For some reason, anti-seal-hunt activists never feature this footage on their protest websites?!
But let’s be honest: none of us are totally free of anthropomorphism. It takes a pretty cold-hearted person not to feel some sympathy for long-lashed, dewy-eyed Marius. Or for fluffy “baby” seals. Or for almost any animal staring wistfully into a camera lens. Especially when most of us now live in cities and rarely see a wild animal.
When overpopulated beavers flood our roads or raccoons move into our attics, however, it is remarkable how fast perceptions can change!
I am a greenlander inuk admirer who met Alan.Herscovici during one of his significant appearances, at that time in Fort Yukon, Alaska, where I had an interview with him on TV. He had an impact on my later work among my people. One of the participants was Mr. Finn Lynge who made a significant work in the European Parlament who passed away recently. I wish mr. Herscovici a long life – wish I had his e-mail.
Niels-Henrik Lynge, Nuuk Greenland.
I’m thinking Copenhagen Zoo is partly to blame here, and in fact any zoo that gives its animals human names for public consumption. You can’t decry our anthropomorphisation of animals at the same time as you call a giraffe “Marius”. Names are maybe OK for zoo animals with great longevity, like elephants, or those which there is no chance of them ever being culled, like giant pandas. But the minute you start naming every animal that is just part of a breeding program, and potentially food for other zoo inmates, you set yourself up for a fall.

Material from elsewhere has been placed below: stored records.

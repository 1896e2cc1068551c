// This software is provided for non-commercial use only.
// Commercial use is strictly prohibited.
// If you use, modify, or redistribute this software, you must provide proper attribution to the original author.
// (c) 2026 Onur Tuna. All rights reserved.

//! Tub export: a gzip-compressed tar of the metadata and record files.
//!
//! Entry names are relative to the tub directory, so unpacking the archive
//! into an empty directory yields a tub that [`Tub::open`] accepts.

use std::fs::File;
use std::ops::Range;
use std::path::Path;

use flate2::write::GzEncoder;
use flate2::Compression;
use tracing::info;

use crate::error::Result;
use crate::storage::tub::{record_file_name, Tub, META_FILE};

/// What [`write_archive`] includes besides `meta.json`.
#[derive(Debug, Clone, Default)]
pub struct TarOptions {
    /// Only records whose index falls in this range.
    pub range: Option<Range<usize>>,
    /// Also bundle each record's auxiliary image files.
    pub include_images: bool,
}

/// Write the archive to `out`. Returns the number of entries written.
pub fn write_archive(tub: &Tub, out: &Path, options: &TarOptions) -> Result<usize> {
    let layout = tub.scan_layout();
    let file = File::create(out)?;
    let mut builder = tar::Builder::new(GzEncoder::new(file, Compression::default()));

    builder.append_path_with_name(tub.meta_path(), META_FILE)?;
    let mut entries = 1;

    let selected = layout
        .records
        .iter()
        .copied()
        .filter(|ix| options.range.as_ref().map_or(true, |r| r.contains(ix)));
    for ix in selected {
        let name = record_file_name(ix);
        builder.append_path_with_name(tub.path().join(&name), &name)?;
        entries += 1;

        if options.include_images {
            for aux in layout.aux.get(&ix).into_iter().flatten() {
                builder.append_path_with_name(tub.path().join(aux), aux)?;
                entries += 1;
            }
        }
    }

    builder.into_inner()?.finish()?;
    info!(tub = ?tub.path(), output = ?out, entries, "Archive written");
    Ok(entries)
}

In accordance with their policy Copenhagen Zoo did, in fact, not name the giraffe “Marius”. Instead the name came about because zookeepers were using the name internally, so it was an unofficial name that somehow slipped to zoo guests.
Only in very few cases Copenhagen Zoo name animals officially, typically animals living 50 years or more in the Zoo.
In those cases the animals are never given human names, but rather names which relate to their geography, e.g. the elephant Kungrao that is named after the wildlife park in Thailand were it came from.